(Source data)
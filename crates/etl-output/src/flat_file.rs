//! Flat-file sinks with atomic replacement.
//!
//! Both writers serialize the full record set to a temp file in the
//! destination directory and rename it over the target, so a failed run
//! never leaves a partially written output file visible.

use std::io::Write;
use std::path::{Path, PathBuf};

use tempfile::NamedTempFile;

use etl_model::{RecordSet, Value, format_value};

use crate::error::{OutputError, Result};
use crate::target::WriteOptions;

/// Write the record set as a CSV file: header row, then one row per record.
///
/// Float fields with a configured precision are emitted with that fixed
/// number of decimal places; nulls become empty cells.
pub fn write_csv_file(set: &RecordSet, path: &Path, options: &WriteOptions) -> Result<()> {
    let mut tmp = create_temp(path)?;
    {
        let mut writer = csv::Writer::from_writer(tmp.as_file_mut());

        writer
            .write_record(set.schema().names())
            .map_err(|e| write_error(path, &e))?;

        let precision: Vec<Option<u32>> = set
            .schema()
            .names()
            .map(|name| options.precision.get(name).copied())
            .collect();

        for record in set.records() {
            let row = record
                .values()
                .iter()
                .zip(&precision)
                .map(|(value, prec)| format_value(value, *prec));
            writer.write_record(row).map_err(|e| write_error(path, &e))?;
        }
        writer.flush().map_err(|e| io_error(path, &e))?;
    }
    persist(tmp, path)?;

    tracing::debug!(path = %path.display(), rows = set.len(), "csv sink written");
    Ok(())
}

/// Write the record set as line-delimited JSON: one object per record.
pub fn write_json_lines_file(set: &RecordSet, path: &Path) -> Result<()> {
    let mut tmp = create_temp(path)?;
    {
        let file = tmp.as_file_mut();
        for record in set.records() {
            let mut object = serde_json::Map::with_capacity(set.schema().len());
            for (name, value) in set.schema().names().zip(record.values()) {
                object.insert(name.to_string(), json_value(value));
            }
            let line =
                serde_json::to_string(&object).map_err(|e| write_error(path, &e))?;
            writeln!(file, "{line}").map_err(|e| io_error(path, &e))?;
        }
        file.flush().map_err(|e| io_error(path, &e))?;
    }
    persist(tmp, path)?;

    tracing::debug!(path = %path.display(), rows = set.len(), "json sink written");
    Ok(())
}

fn json_value(value: &Value) -> serde_json::Value {
    match value {
        Value::Str(v) => serde_json::Value::String(v.clone()),
        Value::Int(v) => serde_json::Value::from(*v),
        Value::Float(v) => serde_json::Number::from_f64(*v)
            .map(serde_json::Value::Number)
            .unwrap_or(serde_json::Value::Null),
        Value::Null => serde_json::Value::Null,
    }
}

/// Ensure the parent directory exists and open a temp file inside it.
fn create_temp(path: &Path) -> Result<NamedTempFile> {
    let dir = parent_dir(path);
    if !dir.as_os_str().is_empty() {
        std::fs::create_dir_all(&dir).map_err(|e| OutputError::CreateDir {
            path: dir.clone(),
            source: e,
        })?;
    }
    NamedTempFile::new_in(&dir).map_err(|e| OutputError::TempFile { dir, source: e })
}

fn parent_dir(path: &Path) -> PathBuf {
    match path.parent() {
        Some(parent) if !parent.as_os_str().is_empty() => parent.to_path_buf(),
        _ => PathBuf::from("."),
    }
}

fn persist(tmp: NamedTempFile, path: &Path) -> Result<()> {
    tmp.persist(path).map_err(|e| OutputError::Persist {
        path: path.to_path_buf(),
        source: e.error,
    })?;
    Ok(())
}

fn write_error(path: &Path, error: &dyn std::fmt::Display) -> OutputError {
    OutputError::Write {
        path: path.to_path_buf(),
        message: error.to_string(),
    }
}

fn io_error(path: &Path, error: &std::io::Error) -> OutputError {
    OutputError::Write {
        path: path.to_path_buf(),
        message: error.to_string(),
    }
}
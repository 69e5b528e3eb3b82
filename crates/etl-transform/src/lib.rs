//! Field-level record transformations.
//!
//! A transform is a list of [`TransformRule`]s applied in place to a
//! [`etl_model::RecordSet`]. Each rule targets exactly one field and is a
//! pure function of that field's value: unit scaling, fixed-decimal
//! rounding, or string-to-number coercion where unparsable values become
//! the null marker instead of aborting the job.

mod error;
mod numeric;
mod rules;

pub use error::{Result, TransformError};
pub use numeric::{parse_numeric, round_to};
pub use rules::{RuleOp, TransformRule, apply_rules, rounding_precision};
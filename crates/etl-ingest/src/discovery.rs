//! Source file discovery.

use std::path::{Path, PathBuf};

use crate::error::{IngestError, Result};
use crate::format::SourceFormat;

/// Lists source files of one format in a directory.
///
/// Matches on file extension, case-insensitively. Files are returned in
/// filesystem enumeration order, deliberately unsorted: ordering is stable
/// within one run on one filesystem, and callers must not depend on more
/// than that.
pub fn list_source_files(dir: &Path, format: SourceFormat) -> Result<Vec<PathBuf>> {
    if !dir.is_dir() {
        return Err(IngestError::DirectoryNotFound {
            path: dir.to_path_buf(),
        });
    }

    let entries = std::fs::read_dir(dir).map_err(|e| IngestError::DirectoryRead {
        path: dir.to_path_buf(),
        source: e,
    })?;

    let mut files = Vec::new();
    for entry_result in entries {
        let entry = entry_result.map_err(|e| IngestError::DirectoryRead {
            path: dir.to_path_buf(),
            source: e,
        })?;

        let path = entry.path();
        if !path.is_file() {
            continue;
        }

        let matches = path
            .extension()
            .and_then(|ext| ext.to_str())
            .map(|ext| ext.eq_ignore_ascii_case(format.extension()))
            .unwrap_or(false);

        if matches {
            files.push(path);
        }
    }

    Ok(files)
}

/// Lists source files for every supported format, in processing order.
pub fn source_inventory(dir: &Path) -> Result<Vec<(SourceFormat, Vec<PathBuf>)>> {
    let mut inventory = Vec::with_capacity(SourceFormat::ALL.len());
    for format in SourceFormat::ALL {
        inventory.push((format, list_source_files(dir, format)?));
    }
    Ok(inventory)
}

#[cfg(test)]
mod tests {
    use super::*;
    use tempfile::TempDir;

    fn create_test_dir() -> TempDir {
        let dir = TempDir::new().unwrap();
        for name in &["a.csv", "b.CSV", "c.json", "d.xml", "notes.txt"] {
            std::fs::write(dir.path().join(name), "x").unwrap();
        }
        std::fs::create_dir(dir.path().join("sub.csv")).unwrap();
        dir
    }

    #[test]
    fn test_list_csv_case_insensitive() {
        let dir = create_test_dir();
        let files = list_source_files(dir.path(), SourceFormat::Csv).unwrap();
        assert_eq!(files.len(), 2);
    }

    #[test]
    fn test_list_skips_directories_and_other_extensions() {
        let dir = create_test_dir();
        let files = list_source_files(dir.path(), SourceFormat::Xml).unwrap();
        assert_eq!(files.len(), 1);
        assert!(files[0].ends_with("d.xml"));
    }

    #[test]
    fn test_missing_directory() {
        let result = list_source_files(Path::new("/no/such/dir"), SourceFormat::Csv);
        assert!(matches!(result, Err(IngestError::DirectoryNotFound { .. })));
    }

    #[test]
    fn test_inventory_format_order() {
        let dir = create_test_dir();
        let inventory = source_inventory(dir.path()).unwrap();
        let formats: Vec<SourceFormat> = inventory.iter().map(|(f, _)| *f).collect();
        assert_eq!(formats, SourceFormat::ALL.to_vec());
    }
}
//! Sink targets and the dual-sink loader.

use std::collections::BTreeMap;
use std::path::PathBuf;

use etl_model::RecordSet;

use crate::error::Result;
use crate::flat_file::{write_csv_file, write_json_lines_file};
use crate::sqlite::write_sqlite_table;

/// A durable destination for a record set.
#[derive(Debug, Clone, PartialEq, Eq)]
pub enum SinkTarget {
    /// CSV file, overwritten wholesale on every run.
    Csv { path: PathBuf },
    /// JSON-lines file, overwritten wholesale on every run.
    JsonLines { path: PathBuf },
    /// SQLite table with replace-contents semantics.
    Sqlite { path: PathBuf, table: String },
}

impl SinkTarget {
    /// Short description for logs and progress messages.
    pub fn describe(&self) -> String {
        match self {
            SinkTarget::Csv { path } => format!("csv file {}", path.display()),
            SinkTarget::JsonLines { path } => format!("json file {}", path.display()),
            SinkTarget::Sqlite { path, table } => {
                format!("table '{table}' in {}", path.display())
            }
        }
    }
}

/// Formatting options for flat-file sinks.
#[derive(Debug, Clone, Default)]
pub struct WriteOptions {
    /// Fixed decimal places per field, for fields a rounding rule applied to.
    pub precision: BTreeMap<String, u32>,
}

/// Write the record set to one sink.
pub fn write_records(set: &RecordSet, target: &SinkTarget, options: &WriteOptions) -> Result<()> {
    match target {
        SinkTarget::Csv { path } => write_csv_file(set, path, options),
        SinkTarget::JsonLines { path } => write_json_lines_file(set, path),
        SinkTarget::Sqlite { path, table } => write_sqlite_table(set, path, table),
    }
}

/// Write the record set to every sink, in order.
///
/// The first failing sink aborts the remaining ones. Sinks are not
/// transactionally coupled: anything already written stays in place and the
/// error is surfaced to the caller.
pub fn load(set: &RecordSet, targets: &[SinkTarget], options: &WriteOptions) -> Result<()> {
    for target in targets {
        write_records(set, target, options)?;
        tracing::info!(sink = %target.describe(), rows = set.len(), "sink written");
    }
    Ok(())
}
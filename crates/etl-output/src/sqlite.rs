//! SQLite sink with replace-table-contents semantics.

use std::path::Path;

use rusqlite::Connection;
use rusqlite::types::Value as SqlValue;

use etl_model::{FieldType, RecordSet, Value};

use crate::error::{OutputError, Result};

/// Replace the contents of `table` with the record set.
///
/// The table is dropped and recreated on every write (not an upsert), with
/// column types derived from the schema. The connection is opened, used
/// inside one transaction, and closed within this call.
pub fn write_sqlite_table(set: &RecordSet, db_path: &Path, table: &str) -> Result<()> {
    validate_table_name(table)?;

    if let Some(parent) = db_path.parent()
        && !parent.as_os_str().is_empty()
    {
        std::fs::create_dir_all(parent).map_err(|e| OutputError::CreateDir {
            path: parent.to_path_buf(),
            source: e,
        })?;
    }

    let mut conn =
        Connection::open(db_path).map_err(|e| sqlite_error(table, "open database", &e))?;
    let tx = conn
        .transaction()
        .map_err(|e| sqlite_error(table, "begin transaction", &e))?;

    tx.execute_batch(&format!("DROP TABLE IF EXISTS \"{table}\""))
        .map_err(|e| sqlite_error(table, "drop table", &e))?;

    let columns: Vec<String> = set
        .schema()
        .fields()
        .iter()
        .map(|field| format!("\"{}\" {}", field.name, column_type(field.field_type)))
        .collect();
    tx.execute_batch(&format!(
        "CREATE TABLE \"{table}\" ({})",
        columns.join(", ")
    ))
    .map_err(|e| sqlite_error(table, "create table", &e))?;

    let placeholders: Vec<String> = (1..=set.schema().len()).map(|i| format!("?{i}")).collect();
    let insert = format!(
        "INSERT INTO \"{table}\" VALUES ({})",
        placeholders.join(", ")
    );
    {
        let mut stmt = tx
            .prepare(&insert)
            .map_err(|e| sqlite_error(table, "prepare insert", &e))?;
        for record in set.records() {
            let params = record.values().iter().map(sql_value);
            stmt.execute(rusqlite::params_from_iter(params))
                .map_err(|e| sqlite_error(table, "insert row", &e))?;
        }
    }

    tx.commit()
        .map_err(|e| sqlite_error(table, "commit", &e))?;

    tracing::debug!(db = %db_path.display(), table, rows = set.len(), "sqlite sink written");
    Ok(())
}

fn column_type(field_type: FieldType) -> &'static str {
    match field_type {
        FieldType::Str => "TEXT",
        FieldType::Int => "INTEGER",
        FieldType::Float => "REAL",
    }
}

fn sql_value(value: &Value) -> SqlValue {
    match value {
        Value::Str(v) => SqlValue::Text(v.clone()),
        Value::Int(v) => SqlValue::Integer(*v),
        Value::Float(v) => SqlValue::Real(*v),
        Value::Null => SqlValue::Null,
    }
}

/// Table names are interpolated into DDL; restrict them to identifiers.
fn validate_table_name(table: &str) -> Result<()> {
    let valid = !table.is_empty()
        && table
            .chars()
            .all(|ch| ch.is_ascii_alphanumeric() || ch == '_');
    if valid {
        Ok(())
    } else {
        Err(OutputError::Sqlite {
            table: table.to_string(),
            message: "table name must be alphanumeric/underscore".to_string(),
        })
    }
}

fn sqlite_error(table: &str, action: &str, error: &rusqlite::Error) -> OutputError {
    OutputError::Sqlite {
        table: table.to_string(),
        message: format!("{action}: {error}"),
    }
}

### [REQUIRED ACTION]
Reproduce each line of the data containing the word "filesystem".

### [FINISHED EXERCISE]
/// filesystem enumeration order, deliberately unsorted: ordering is stable
/// within one run on one filesystem, and callers must not depend on more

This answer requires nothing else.